Greetings! I haven’t written in this blog for awhile. Those of you who follow me have probably given up on ever hearing from me again. It’s been busy—the standard excuse, I know, but it really has been. I worked on the Presidential campaign and I actually took the bar exam here in February. I hadn’t practiced in several years, plus I’m in a different state, so that means I had to take the bar exam again. Much about the bar exam is different than when I took it in 1990, but the stress level that goes into packing that much information into your brain and hoping you can access it to answer two days of essays and long, complicated multiple choice questions–well, that hasn’t changed a lot.
If you’ve read my blog, you know that I have struggled with depression at times. These days, I think I have more of a problem with generalized anxiety. If I pay too much attention to world and national events, I start to feel overwhelmed. So many things seem so broken and I don’t think my generation is going to be leaving much of a legacy except for a big pile of problems that we are running out of time to solve. Sorry kids.
It’s so troubling that gun violence and rape are two issues that people in the U.S. are fighting over. As if there were several different legitimate ways of viewing these issues.

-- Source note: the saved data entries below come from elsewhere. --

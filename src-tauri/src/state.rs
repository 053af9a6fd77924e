use std::sync::Arc;

use crate::models::ActivityLog;
use crate::services::{
    BiliApiClient, ProgressReporter, QrLoginController, SessionStore, TaskRunner,
};

/// 应用全局状态
///
/// 每个字段代表应用核心能力的单一来源:
/// - api: 唯一的登录/清理服务通信渠道
/// - session_store: 唯一的凭证持久化入口
/// - activity_log: 两个控制器共用的活动记录
/// - login: 扫码登录生命周期管理
/// - runner: 清理任务的互斥执行者
/// - progress: 装饰性进度反馈
pub struct AppState {
    pub api: Arc<BiliApiClient>,
    pub session_store: Arc<SessionStore>,
    pub activity_log: Arc<ActivityLog>,
    pub login: Arc<QrLoginController>,
    pub runner: Arc<TaskRunner<BiliApiClient>>,
    pub progress: Arc<ProgressReporter>,
}

impl AppState {
    /// 初始化应用状态
    ///
    /// # 错误处理
    /// 存储目录不可用时整个应用无法启动 —— 不完整的状态等同于无用。
    pub fn new(api_base_url: &str) -> Result<Self, Box<dyn std::error::Error>> {
        let api = Arc::new(BiliApiClient::new(api_base_url));
        let session_store = Arc::new(SessionStore::new()?);
        let activity_log = Arc::new(ActivityLog::new());
        let progress = Arc::new(ProgressReporter::new());

        let login = Arc::new(QrLoginController::new(
            Arc::clone(&api),
            Arc::clone(&session_store),
            Arc::clone(&activity_log),
        ));
        let runner = Arc::new(TaskRunner::new(
            Arc::clone(&api),
            Arc::clone(&session_store),
            Arc::clone(&activity_log),
            Arc::clone(&progress),
        ));

        tracing::info!(api_base = %api_base_url, "AppState initialized");

        Ok(Self {
            api,
            session_store,
            activity_log,
            login,
            runner,
            progress,
        })
    }
}
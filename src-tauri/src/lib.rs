//! 哔哩哔哩扫码登录与批量清理 - 核心库
//!
//! 桌面工具的后端核心,分四层:
//! - `models`: 数据结构与登录状态机 (纯逻辑,不做I/O)
//! - `services`: 业务服务 (API客户端、会话存储、登录编排、任务执行)
//! - `commands`: Tauri命令入口 (前端 `invoke` 的边界)
//! - `state`: 应用全局状态的组装
//!
//! # 核心契约
//! - 同一时间最多一个登录码被轮询,最多一个清理任务在执行
//! - 未经用户肯定确认,不发出任何清理请求
//! - 凭证只进请求头与本地存储,绝不进日志

pub mod commands;
pub mod models;
pub mod services;
pub mod state;
pub mod utils;
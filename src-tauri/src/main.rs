// 禁用Windows控制台窗口
#![cfg_attr(not(debug_assertions), windows_subsystem = "windows")]

use bili_cleaner::commands::{cleanup_commands, log_commands, login_commands, session_commands};
use bili_cleaner::services::ConfigService;
use bili_cleaner::state::AppState;
use bili_cleaner::utils::logger;

fn main() {
    // 初始化日志系统
    if let Err(e) = logger::init() {
        eprintln!("日志系统初始化失败: {}", e);
    }

    let api_base_url = ConfigService::api_base_url();
    let state = match AppState::new(&api_base_url) {
        Ok(state) => state,
        Err(e) => {
            tracing::error!(error = %e, "应用状态初始化失败");
            std::process::exit(1);
        }
    };

    // 启动Tauri应用
    tauri::Builder::default()
        .manage(state)
        .invoke_handler(tauri::generate_handler![
            login_commands::start_login,
            login_commands::login_state,
            login_commands::logout,
            cleanup_commands::request_cleanup,
            cleanup_commands::confirm_cleanup,
            cleanup_commands::decline_cleanup,
            cleanup_commands::cleanup_busy,
            cleanup_commands::progress_state,
            session_commands::has_valid_session,
            session_commands::current_session,
            session_commands::get_preferences,
            session_commands::set_preferences,
            log_commands::list_activity,
            log_commands::clear_activity,
        ])
        .run(tauri::generate_context!())
        .expect("启动Tauri应用时发生错误");
}
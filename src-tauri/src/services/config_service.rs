use serde::{Deserialize, Serialize};
use std::fs;
use std::path::PathBuf;

use crate::models::StorageError;

/// API服务地址的环境变量名
const API_BASE_ENV: &str = "BILI_CLEANER_API_BASE";
/// 默认API服务地址
const DEFAULT_API_BASE: &str = "http://127.0.0.1:8000";

/// 界面偏好 (独立于会话的单条记录,核心不消费,仅代UI持久化)
#[derive(Debug, Clone, Serialize, Deserialize)]
pub struct Preferences {
    /// 主题: "light" 或 "dark"
    pub theme: String,
}

impl Default for Preferences {
    fn default() -> Self {
        Self {
            theme: "light".to_string(),
        }
    }
}

/// 配置服务
///
/// 管理应用配置,职责单一:
/// - 从环境(.env)读取API服务地址
/// - 持久化界面偏好到配置目录
pub struct ConfigService;

impl ConfigService {
    /// 读取API服务地址
    ///
    /// 读取顺序: 进程环境变量 -> .env 文件 -> 默认值。
    pub fn api_base_url() -> String {
        // .env不存在不算错误,静默回退
        let _ = dotenvy::dotenv();

        match std::env::var(API_BASE_ENV) {
            Ok(value) if !value.is_empty() => {
                tracing::info!(api_base = %value, "使用环境配置的API地址");
                value.trim_end_matches('/').to_string()
            }
            _ => {
                tracing::info!(api_base = %DEFAULT_API_BASE, "使用默认API地址");
                DEFAULT_API_BASE.to_string()
            }
        }
    }

    /// 偏好文件路径: `<config_dir>/bili-cleaner/preferences.json`
    fn preferences_path() -> Result<PathBuf, StorageError> {
        let dir = dirs::config_dir()
            .ok_or(StorageError::NoStorageDir)?
            .join("bili-cleaner");
        fs::create_dir_all(&dir)?;
        Ok(dir.join("preferences.json"))
    }

    /// 读取界面偏好
    ///
    /// 文件不存在或内容损坏都回退到默认值,不向上传播错误。
    pub fn load_preferences() -> Preferences {
        let path = match Self::preferences_path() {
            Ok(path) => path,
            Err(e) => {
                tracing::warn!(error = %e, "无法定位偏好文件,使用默认偏好");
                return Preferences::default();
            }
        };

        match fs::read_to_string(&path) {
            Ok(content) => serde_json::from_str(&content).unwrap_or_else(|e| {
                tracing::warn!(error = %e, "偏好文件损坏,使用默认偏好");
                Preferences::default()
            }),
            Err(_) => Preferences::default(),
        }
    }

    /// 保存界面偏好
    pub fn save_preferences(preferences: &Preferences) -> Result<(), StorageError> {
        let path = Self::preferences_path()?;
        let content = serde_json::to_string_pretty(preferences)?;
        fs::write(&path, content)?;

        tracing::info!(theme = %preferences.theme, "界面偏好已保存");
        Ok(())
    }
}

#[cfg(test)]
mod tests {
    use super::*;

    #[test]
    fn test_default_preferences() {
        let preferences = Preferences::default();
        assert_eq!(preferences.theme, "light");
    }

    #[test]
    fn test_preferences_round_trip_json() {
        let preferences = Preferences {
            theme: "dark".to_string(),
        };
        let json = serde_json::to_string(&preferences).unwrap();
        let back: Preferences = serde_json::from_str(&json).unwrap();
        assert_eq!(back.theme, "dark");
    }

    #[test]
    fn test_api_base_trailing_slash_trimmed() {
        // 直接验证规整逻辑,不污染全局环境
        let value = "http://localhost:8000/";
        assert_eq!(value.trim_end_matches('/'), "http://localhost:8000");
    }
}
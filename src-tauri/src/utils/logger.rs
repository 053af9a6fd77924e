use std::io;
use tracing_appender::rolling::{RollingFileAppender, Rotation};
use tracing_subscriber::{fmt, layer::SubscriberExt, util::SubscriberInitExt, EnvFilter};

/// 初始化日志系统
///
/// 配置结构化日志输出:
/// - JSON格式: 便于机器解析和日志分析
/// - 按天轮转: 每天一个新文件
/// - 双输出: 控制台(开发) + 文件(生产)
/// - 环境变量控制: RUST_LOG=debug 可调整日志级别
///
/// 注意凭证纪律: SESSDATA与CSRF令牌绝不出现在任何日志字段中,
/// 各调用点只记录用户标识(mid)与事件本身。
///
/// # 示例日志
/// ```json
/// {
///   "timestamp": "2026-08-25T10:30:45.123Z",
///   "level": "INFO",
///   "target": "bili_cleaner::services::qr_login",
///   "fields": {
///     "attempt": "3",
///     "mid": "12345"
///   },
///   "message": "登录成功"
/// }
/// ```
pub fn init() -> Result<(), io::Error> {
    // 日志目录: ./logs
    let log_dir = "logs";

    // 按天轮转的文件写入器
    // 文件命名格式: bili-cleaner.2026-08-25.log
    let file_appender = RollingFileAppender::builder()
        .rotation(Rotation::DAILY)
        .filename_prefix("bili-cleaner")
        .filename_suffix("log")
        .build(log_dir)
        .map_err(|e| io::Error::new(io::ErrorKind::Other, e))?;

    // 环境变量过滤器,默认INFO级别
    let env_filter = EnvFilter::try_from_default_env().unwrap_or_else(|_| EnvFilter::new("info"));

    // 文件层: JSON格式,便于日志分析工具解析
    let file_layer = fmt::layer()
        .json()
        .with_writer(file_appender)
        .with_target(true)
        .with_thread_ids(false)
        .with_thread_names(false)
        .with_file(false)
        .with_line_number(false);

    // 控制台层: 人类可读格式,便于开发调试
    let console_layer = fmt::layer()
        .with_writer(io::stdout)
        .with_target(true)
        .with_level(true)
        .with_ansi(true);

    tracing_subscriber::registry()
        .with(env_filter)
        .with(file_layer)
        .with(console_layer)
        .init();

    Ok(())
}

But these topics consume the news cycle and have divided the nation in ways that I didn’t think I would see again in my lifetime. We get the New York Times delivered daily but I can’t bring myself to read it most of the time.
The environment, climate change, fracking, GMO foods, the lack of empathy towards those who have lost jobs, the insanity of the Congressional filibuster, and the lack of real leadership in government—it’s hard to stay positive. One of my children who is in college—during this semester alone—has had a friend who was raped at school and knew another student who was struck by a car and killed last weekend.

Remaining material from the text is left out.